*** Stored data ***

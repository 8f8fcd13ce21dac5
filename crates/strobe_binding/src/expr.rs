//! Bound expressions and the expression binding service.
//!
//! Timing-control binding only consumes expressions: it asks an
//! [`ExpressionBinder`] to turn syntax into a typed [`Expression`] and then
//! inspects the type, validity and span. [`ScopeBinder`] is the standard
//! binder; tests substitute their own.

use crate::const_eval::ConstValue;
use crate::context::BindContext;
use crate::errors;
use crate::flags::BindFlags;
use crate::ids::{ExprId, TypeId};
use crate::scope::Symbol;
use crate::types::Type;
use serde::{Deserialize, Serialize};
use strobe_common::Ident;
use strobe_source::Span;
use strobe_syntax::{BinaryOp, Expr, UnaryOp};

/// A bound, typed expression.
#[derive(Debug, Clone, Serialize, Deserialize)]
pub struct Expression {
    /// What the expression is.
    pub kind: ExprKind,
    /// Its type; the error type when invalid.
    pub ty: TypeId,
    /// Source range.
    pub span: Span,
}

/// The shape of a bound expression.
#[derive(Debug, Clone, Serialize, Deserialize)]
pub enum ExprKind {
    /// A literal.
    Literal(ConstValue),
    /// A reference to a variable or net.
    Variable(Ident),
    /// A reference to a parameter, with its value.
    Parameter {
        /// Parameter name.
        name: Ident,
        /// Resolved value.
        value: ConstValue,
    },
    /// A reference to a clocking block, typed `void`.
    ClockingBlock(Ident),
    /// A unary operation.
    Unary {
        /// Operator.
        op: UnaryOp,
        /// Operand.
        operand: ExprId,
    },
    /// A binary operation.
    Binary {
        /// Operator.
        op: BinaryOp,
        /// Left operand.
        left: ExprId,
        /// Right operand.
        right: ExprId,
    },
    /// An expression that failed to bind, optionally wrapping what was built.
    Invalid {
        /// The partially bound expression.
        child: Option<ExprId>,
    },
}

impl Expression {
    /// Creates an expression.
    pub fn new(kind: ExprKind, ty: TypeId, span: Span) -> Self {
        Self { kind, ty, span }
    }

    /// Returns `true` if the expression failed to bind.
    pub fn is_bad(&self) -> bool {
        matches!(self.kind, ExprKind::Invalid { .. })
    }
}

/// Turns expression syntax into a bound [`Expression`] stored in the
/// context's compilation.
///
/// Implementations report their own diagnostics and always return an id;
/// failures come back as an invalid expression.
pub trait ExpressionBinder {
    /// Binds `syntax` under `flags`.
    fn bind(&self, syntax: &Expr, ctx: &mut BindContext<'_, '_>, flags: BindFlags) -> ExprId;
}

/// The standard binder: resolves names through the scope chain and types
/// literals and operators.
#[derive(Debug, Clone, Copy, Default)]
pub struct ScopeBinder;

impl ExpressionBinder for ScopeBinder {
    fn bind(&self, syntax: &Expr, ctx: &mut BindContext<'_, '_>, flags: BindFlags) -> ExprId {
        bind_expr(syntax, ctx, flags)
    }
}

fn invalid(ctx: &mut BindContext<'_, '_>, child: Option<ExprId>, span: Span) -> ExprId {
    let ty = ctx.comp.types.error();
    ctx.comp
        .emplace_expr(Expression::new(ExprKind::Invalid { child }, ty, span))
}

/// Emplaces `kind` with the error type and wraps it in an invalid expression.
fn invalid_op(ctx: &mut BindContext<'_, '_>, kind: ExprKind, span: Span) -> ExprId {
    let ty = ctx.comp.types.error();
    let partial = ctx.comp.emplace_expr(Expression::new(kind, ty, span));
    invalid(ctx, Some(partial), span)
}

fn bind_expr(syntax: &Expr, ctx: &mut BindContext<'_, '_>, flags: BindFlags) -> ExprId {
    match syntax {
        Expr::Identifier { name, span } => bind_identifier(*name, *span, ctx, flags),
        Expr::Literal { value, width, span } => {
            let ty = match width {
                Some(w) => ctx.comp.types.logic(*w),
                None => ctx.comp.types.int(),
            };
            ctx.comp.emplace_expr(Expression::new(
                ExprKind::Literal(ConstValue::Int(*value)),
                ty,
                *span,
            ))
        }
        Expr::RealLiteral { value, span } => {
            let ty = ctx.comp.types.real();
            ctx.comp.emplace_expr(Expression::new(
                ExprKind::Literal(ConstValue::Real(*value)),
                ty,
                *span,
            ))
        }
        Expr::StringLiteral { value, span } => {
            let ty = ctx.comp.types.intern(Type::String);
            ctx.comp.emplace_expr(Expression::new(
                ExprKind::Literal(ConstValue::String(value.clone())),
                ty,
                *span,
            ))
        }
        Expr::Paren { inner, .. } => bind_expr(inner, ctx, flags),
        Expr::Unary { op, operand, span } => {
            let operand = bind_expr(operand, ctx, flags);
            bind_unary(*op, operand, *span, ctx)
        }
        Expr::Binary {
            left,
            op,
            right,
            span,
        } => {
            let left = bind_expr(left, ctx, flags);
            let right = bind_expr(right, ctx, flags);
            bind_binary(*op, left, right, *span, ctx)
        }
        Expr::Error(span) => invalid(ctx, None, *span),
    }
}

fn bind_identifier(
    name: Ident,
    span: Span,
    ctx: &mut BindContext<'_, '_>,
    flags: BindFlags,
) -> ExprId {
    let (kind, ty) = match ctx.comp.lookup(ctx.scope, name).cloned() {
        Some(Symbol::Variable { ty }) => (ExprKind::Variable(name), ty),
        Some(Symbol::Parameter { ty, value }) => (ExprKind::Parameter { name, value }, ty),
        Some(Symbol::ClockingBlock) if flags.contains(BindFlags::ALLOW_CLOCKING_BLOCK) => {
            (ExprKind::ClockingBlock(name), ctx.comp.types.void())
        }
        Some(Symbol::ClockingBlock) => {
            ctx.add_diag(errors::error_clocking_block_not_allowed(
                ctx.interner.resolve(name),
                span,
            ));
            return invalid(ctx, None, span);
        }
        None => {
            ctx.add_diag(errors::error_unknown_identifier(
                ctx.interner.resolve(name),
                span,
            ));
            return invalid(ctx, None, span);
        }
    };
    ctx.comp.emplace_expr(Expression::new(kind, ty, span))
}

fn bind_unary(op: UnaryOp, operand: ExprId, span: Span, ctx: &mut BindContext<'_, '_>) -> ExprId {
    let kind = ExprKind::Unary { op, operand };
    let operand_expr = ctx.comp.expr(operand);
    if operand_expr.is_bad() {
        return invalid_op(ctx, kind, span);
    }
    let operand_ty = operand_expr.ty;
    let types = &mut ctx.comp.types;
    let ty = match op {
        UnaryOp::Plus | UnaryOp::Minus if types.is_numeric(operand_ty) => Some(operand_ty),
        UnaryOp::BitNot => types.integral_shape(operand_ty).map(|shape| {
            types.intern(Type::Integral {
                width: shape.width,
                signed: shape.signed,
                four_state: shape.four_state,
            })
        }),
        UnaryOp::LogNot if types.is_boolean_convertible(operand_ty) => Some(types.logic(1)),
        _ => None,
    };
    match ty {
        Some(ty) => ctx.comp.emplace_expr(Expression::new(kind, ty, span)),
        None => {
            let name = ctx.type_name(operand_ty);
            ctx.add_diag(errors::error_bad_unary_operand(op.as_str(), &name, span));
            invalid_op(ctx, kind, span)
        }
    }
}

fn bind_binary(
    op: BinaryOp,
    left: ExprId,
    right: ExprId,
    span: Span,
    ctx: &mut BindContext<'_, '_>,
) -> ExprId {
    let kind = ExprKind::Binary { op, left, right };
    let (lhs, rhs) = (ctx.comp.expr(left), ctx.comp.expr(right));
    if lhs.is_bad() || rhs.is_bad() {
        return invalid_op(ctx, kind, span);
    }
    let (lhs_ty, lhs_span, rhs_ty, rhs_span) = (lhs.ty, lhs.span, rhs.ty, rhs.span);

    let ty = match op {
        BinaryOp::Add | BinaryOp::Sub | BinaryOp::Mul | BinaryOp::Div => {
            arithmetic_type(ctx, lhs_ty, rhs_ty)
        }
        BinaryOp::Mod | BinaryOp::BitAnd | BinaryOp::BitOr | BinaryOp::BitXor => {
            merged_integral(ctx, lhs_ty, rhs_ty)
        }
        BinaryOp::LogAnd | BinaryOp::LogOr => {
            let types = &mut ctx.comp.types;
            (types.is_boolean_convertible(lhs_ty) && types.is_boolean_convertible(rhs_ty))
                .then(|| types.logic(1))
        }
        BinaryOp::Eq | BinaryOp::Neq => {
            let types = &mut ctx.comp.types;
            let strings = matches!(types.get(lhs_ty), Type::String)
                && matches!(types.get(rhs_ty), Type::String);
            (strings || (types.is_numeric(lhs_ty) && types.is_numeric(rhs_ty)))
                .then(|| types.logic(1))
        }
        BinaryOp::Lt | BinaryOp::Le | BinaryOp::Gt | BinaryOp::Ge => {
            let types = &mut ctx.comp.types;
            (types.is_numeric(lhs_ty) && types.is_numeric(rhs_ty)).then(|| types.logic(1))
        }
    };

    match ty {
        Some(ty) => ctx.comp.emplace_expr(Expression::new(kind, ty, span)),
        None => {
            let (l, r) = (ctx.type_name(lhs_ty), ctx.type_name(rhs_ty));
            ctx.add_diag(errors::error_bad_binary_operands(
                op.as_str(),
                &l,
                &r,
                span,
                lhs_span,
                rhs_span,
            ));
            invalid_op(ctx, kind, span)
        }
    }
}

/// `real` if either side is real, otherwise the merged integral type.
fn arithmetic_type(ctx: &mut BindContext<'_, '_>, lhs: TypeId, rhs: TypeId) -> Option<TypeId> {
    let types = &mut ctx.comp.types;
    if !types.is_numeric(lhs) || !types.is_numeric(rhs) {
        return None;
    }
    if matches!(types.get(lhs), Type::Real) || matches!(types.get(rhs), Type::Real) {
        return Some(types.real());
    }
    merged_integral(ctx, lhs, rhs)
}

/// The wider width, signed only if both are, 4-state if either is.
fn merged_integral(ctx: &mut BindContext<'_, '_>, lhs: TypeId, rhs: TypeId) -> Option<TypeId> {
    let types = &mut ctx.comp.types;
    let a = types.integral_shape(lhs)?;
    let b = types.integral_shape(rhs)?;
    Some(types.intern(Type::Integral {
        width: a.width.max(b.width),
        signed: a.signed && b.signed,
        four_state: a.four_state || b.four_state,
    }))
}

*** End of Stored data ***

Please retype the top of the data exactly, down to and including the line that holds "expressions: it asks an", and nothing further.

Problem solution:
repository 8f8fcd13ce21dac5
filename crates/strobe_binding/src/expr.rs
//! Bound expressions and the expression binding service.
//!
//! Timing-control binding only consumes expressions: it asks an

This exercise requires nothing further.